There was a time when we used to be more human. Long since we have lost our
humanness and have forgotten that our present state is sub-human. That the man
walking on the street is merely a two-legged animal who has been reduced to
woe, desperation and indifference. He is unaware that he should, and ought to,
be a human being. Something much more than, something radically different
than, he is now. All these wretched people who live in the ghettos and
shantytowns, who make up more than half the population of this sprawling
monster and ‘make’ it look like a dreadful and dirty place are proletarians
and semi-proletarians. They are unaware that the other side of Delhi, the
green, spotless white and blue Delhi, a Delhi which is the pride of the rich,
the elite, of the all powerful and all devouring corrupt politician, of the
land Mafia and the underworld don, of the Jack-eyed bureaucrat and the big
businessman, of the flesh-trafficker, the custom official and the narcotic
merchant, the Delhi in whose bluish lifelines Chivas Regal and Hennessy XO
flows, where Le Meridian, Hayat Regency, Maurya Sheraton and Taj are the new
retreats of the new kings and the courtiers, is carved out of and built over
them and their countless brothers and sisters living in the immense, poor,
unknown countryside never knowing that where the fruits of their backbreaking
labour of generations disappear. Even Shahjehan would convulse and unsettle in
his grave to look at the baffling grandeur and cornucopia of his inheritors to
the Delhi Throne which has been shifted from the dilapidated Red Fort to the
Presidential Palace and the Seven Race Course. And there are a great number of
individuals too, in this city of more than one crore, who excel and pale the
"poor" Shah Jehan in splendour, affluence and frolics. This is the other
Delhi, the real city of its real denizens. It does not belong to the great
multitude of the wretched and the non-entity whose only identity is a
ration-card, a paper, or a vote that goes into a dustbin neatly kept in an
otherwise shoe-littered and foul-languaged parliament where a majority of the
"peoples’ representatives" either come for wheezing or to giggle and frown at
each other, and also at the fate of millions upon millions of ordinary
Indians.
This metropolis,
turned into a huge den of brutish felonies, massive embezzlements and
dangerous deceptions is the abode of the rascal. Not a day passes where the
police do not register dozens of crimes. One can argue that in a population of
more than 11 million people this is not unusual and is easily understandable.

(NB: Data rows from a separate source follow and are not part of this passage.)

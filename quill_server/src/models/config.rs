use serde::Deserialize;
use std::fs::File;

use crate::{models::client::HttpClientConfig, utils};

/// Header checked against `ServerConfig::api_keys`.
pub const API_KEY_HEADER: &str = "x-api-key";

#[derive(Clone, Debug, Deserialize)]
pub struct ServerConfig {
    #[serde(default = "utils::default_server_binding_addr")]
    pub bind_addr: String,
    /// Keys accepted in the `x-api-key` header. No keys means no check.
    #[serde(default)]
    pub api_keys: Vec<String>,
}

impl Default for ServerConfig {
    fn default() -> Self {
        Self {
            bind_addr: utils::default_server_binding_addr(),
            api_keys: vec![],
        }
    }
}

#[derive(Debug, Default, Deserialize)]
pub struct QuillConfig {
    #[serde(default)]
    pub server: ServerConfig,
    #[serde(default)]
    pub generation: HttpClientConfig,
}

impl QuillConfig {
    /// Read the config file pointed to by `QUILL_CONFIG_PATH`, falling back to
    /// defaults when it isn't set.
    pub fn from_env() -> Result<Self, Box<dyn std::error::Error>> {
        let config = match dotenvy::var("QUILL_CONFIG_PATH") {
            Ok(config_path) => {
                let config_file = File::open(config_path)?;
                serde_json::from_reader(config_file)?
            }
            Err(_) => Self::default(),
        };
        if config.generation.api_key.is_empty() {
            return Err("a model API key is required; set API_KEY or generation.api_key".into());
        }
        Ok(config)
    }
}
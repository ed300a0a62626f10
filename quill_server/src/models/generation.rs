use axum::{
    body::Bytes,
    extract::{FromRequest, Request},
};
use quill::GenerationRequest;
use tracing::debug;

use crate::{
    models::{
        client::GenerateContentRequest,
        errors::{ApiError, ErrorKind, INVALID_BODY_MESSAGE},
        prompts::{
            CaptionPrompt, ParagraphPrompt, Prompt, SummaryLength, SummaryPrompt, TitlePrompt,
        },
    },
    utils,
};

pub const DEFAULT_TONE: &str = "concise";
pub const DEFAULT_STYLE: &str = "neutral";
pub const DEFAULT_TITLE_CONTEXT: &str = "blog";
pub const DEFAULT_CAPTION_CONTEXT: &str = "Instagram";

#[derive(Clone, Copy, Debug, PartialEq)]
pub enum EndpointKind {
    Summarize,
    Paragraph,
    Title,
    Caption,
}

impl EndpointKind {
    pub fn missing_content_message(&self) -> &'static str {
        match self {
            Self::Summarize => "Content is required for summarization.",
            Self::Paragraph => "Content is required for paragraph generation",
            Self::Title => "Content is required for title generation.",
            Self::Caption => "Content is required for caption generation",
        }
    }

    pub fn processing_error_message(&self) -> &'static str {
        match self {
            Self::Summarize => "Failed to generate summary. Please try again later.",
            Self::Paragraph => "Failed to generate a paragraph. Please try again later.",
            Self::Title => "Failed to generate a title. Please try again later.",
            Self::Caption => "Failed to generate a caption. Please try again later.",
        }
    }

    fn default_context(&self) -> &'static str {
        match self {
            Self::Caption => DEFAULT_CAPTION_CONTEXT,
            _ => DEFAULT_TITLE_CONTEXT,
        }
    }

    /// Check the required fields and fill in defaults for the optional ones.
    pub fn validate(&self, request: GenerationRequest) -> Result<ValidatedRequest, ApiError> {
        let GenerationRequest {
            content,
            tone,
            style,
            context,
        } = request;
        let content = content
            .filter(|content| !content.is_empty())
            .ok_or_else(|| {
                ApiError::new(ErrorKind::InvalidRequest, self.missing_content_message())
            })?;
        Ok(ValidatedRequest {
            content,
            tone: tone.unwrap_or_else(|| DEFAULT_TONE.to_string()),
            style: style.unwrap_or_else(|| DEFAULT_STYLE.to_string()),
            context: context.unwrap_or_else(|| self.default_context().to_string()),
        })
    }

    pub fn to_generate_content_request(
        &self,
        request: &ValidatedRequest,
    ) -> GenerateContentRequest {
        let ValidatedRequest {
            content,
            tone,
            style,
            context,
        } = request;
        match self {
            Self::Summarize => SummaryPrompt {
                content,
                length: SummaryLength::from_tone(tone),
            }
            .to_generate_content_request(),
            Self::Paragraph => ParagraphPrompt {
                content,
                tone,
                style,
            }
            .to_generate_content_request(),
            Self::Title => TitlePrompt {
                content,
                tone,
                style,
                context,
            }
            .to_generate_content_request(),
            Self::Caption => CaptionPrompt {
                content,
                style,
                context,
            }
            .to_generate_content_request(),
        }
    }
}

#[derive(Clone, Debug, PartialEq)]
pub struct ValidatedRequest {
    pub content: String,
    pub tone: String,
    pub style: String,
    pub context: String,
}

/// Request body extractor. Reads the body regardless of content type so a
/// missing or unparsable body turns into a JSON `Invalid Request` error
/// instead of a plain-text rejection.
pub struct GenerationBody(pub GenerationRequest);

impl<S> FromRequest<S> for GenerationBody
where
    S: Send + Sync,
{
    type Rejection = ApiError;

    async fn from_request(req: Request, state: &S) -> Result<Self, Self::Rejection> {
        let bytes = Bytes::from_request(req, state).await.map_err(|err| {
            debug!("unable to read request body: {err}");
            ApiError::new(ErrorKind::InvalidRequest, INVALID_BODY_MESSAGE)
        })?;
        if bytes.iter().all(u8::is_ascii_whitespace) {
            return Ok(Self(GenerationRequest::default()));
        }
        let request = serde_json::from_slice::<GenerationRequest>(&bytes).map_err(|err| {
            debug!("unable to parse request body: {err}");
            ApiError::new(ErrorKind::InvalidRequest, INVALID_BODY_MESSAGE)
        })?;
        Ok(Self(request))
    }
}

/// Parse generated titles. Only a non-empty JSON array of strings counts.
pub fn parse_titles(text: &str) -> Option<Vec<String>> {
    let titles = serde_json::from_str::<Vec<String>>(utils::extract_json(text)).ok()?;
    (!titles.is_empty()).then_some(titles)
}
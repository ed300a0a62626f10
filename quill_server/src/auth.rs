use axum::{
    extract::{Request, State},
    middleware::Next,
    response::Response,
};
use tracing::warn;

use crate::models::{
    config::{API_KEY_HEADER, ServerConfig},
    errors::{ApiError, ErrorKind, UNAUTHORIZED_MESSAGE},
};

/// Reject requests without one of the configured API keys. Passes everything
/// through when no keys are configured.
pub async fn require_api_key(
    State(config): State<ServerConfig>,
    request: Request,
    next: Next,
) -> Result<Response, ApiError> {
    if config.api_keys.is_empty() {
        return Ok(next.run(request).await);
    }

    let authorized = request
        .headers()
        .get(API_KEY_HEADER)
        .and_then(|value| value.to_str().ok())
        .is_some_and(|key| config.api_keys.iter().any(|api_key| api_key == key));
    if authorized {
        Ok(next.run(request).await)
    } else {
        warn!("rejecting {} without a valid API key", request.uri().path());
        Err(ApiError::new(ErrorKind::Unauthorized, UNAUTHORIZED_MESSAGE))
    }
}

But, there is more to be understood than this, and it is deliberately ignored
by the mainstream press, and as a result by the people, that a greater number
of more cruel crimes go unreported. The rich and the influential quietly
perpetrate these crimes behind curtains, in the shrouds of authority and
behind the veils of nobleness. The city has acquired the notoriety the crime
capital of India even surpassing a state like Bihar which was long considered
the land of the gun and the politician-criminal gang-up. Now, crime has got
its real center, the capital of India. Like everything else, Delhi is the
proper place where crime, whether it is political, economic or social should
find it’s concentrated expression and its top defenders.
Here the
influential and the wealthy, the noble and the respectable, the elite and the
famous, the baton wielder and the powerful, the one who belongs to the genera
of the creamy upper layer of society, though generally protected and defended,
sometimes fall-out with one’s own ilk or becomes a victim of one’s own
subtleties and gets exposed. The tip of the iceberg shows up, an uproar
ensues, some noise here and some commotion there, flapping and gossip starts,
the police and judiciary intervenes, the case drags on for years and finally
no one gets convicted. This is the general procedure when the upper crust is
directly involved barring a few rarest of the rare examples when the culprit
is caught red handed. With this class the disingenuousness of the system
starkly reflects itself. As the perpetrator is generally well entrenched and
well established he spends only a few days in jail. He is well taken care of.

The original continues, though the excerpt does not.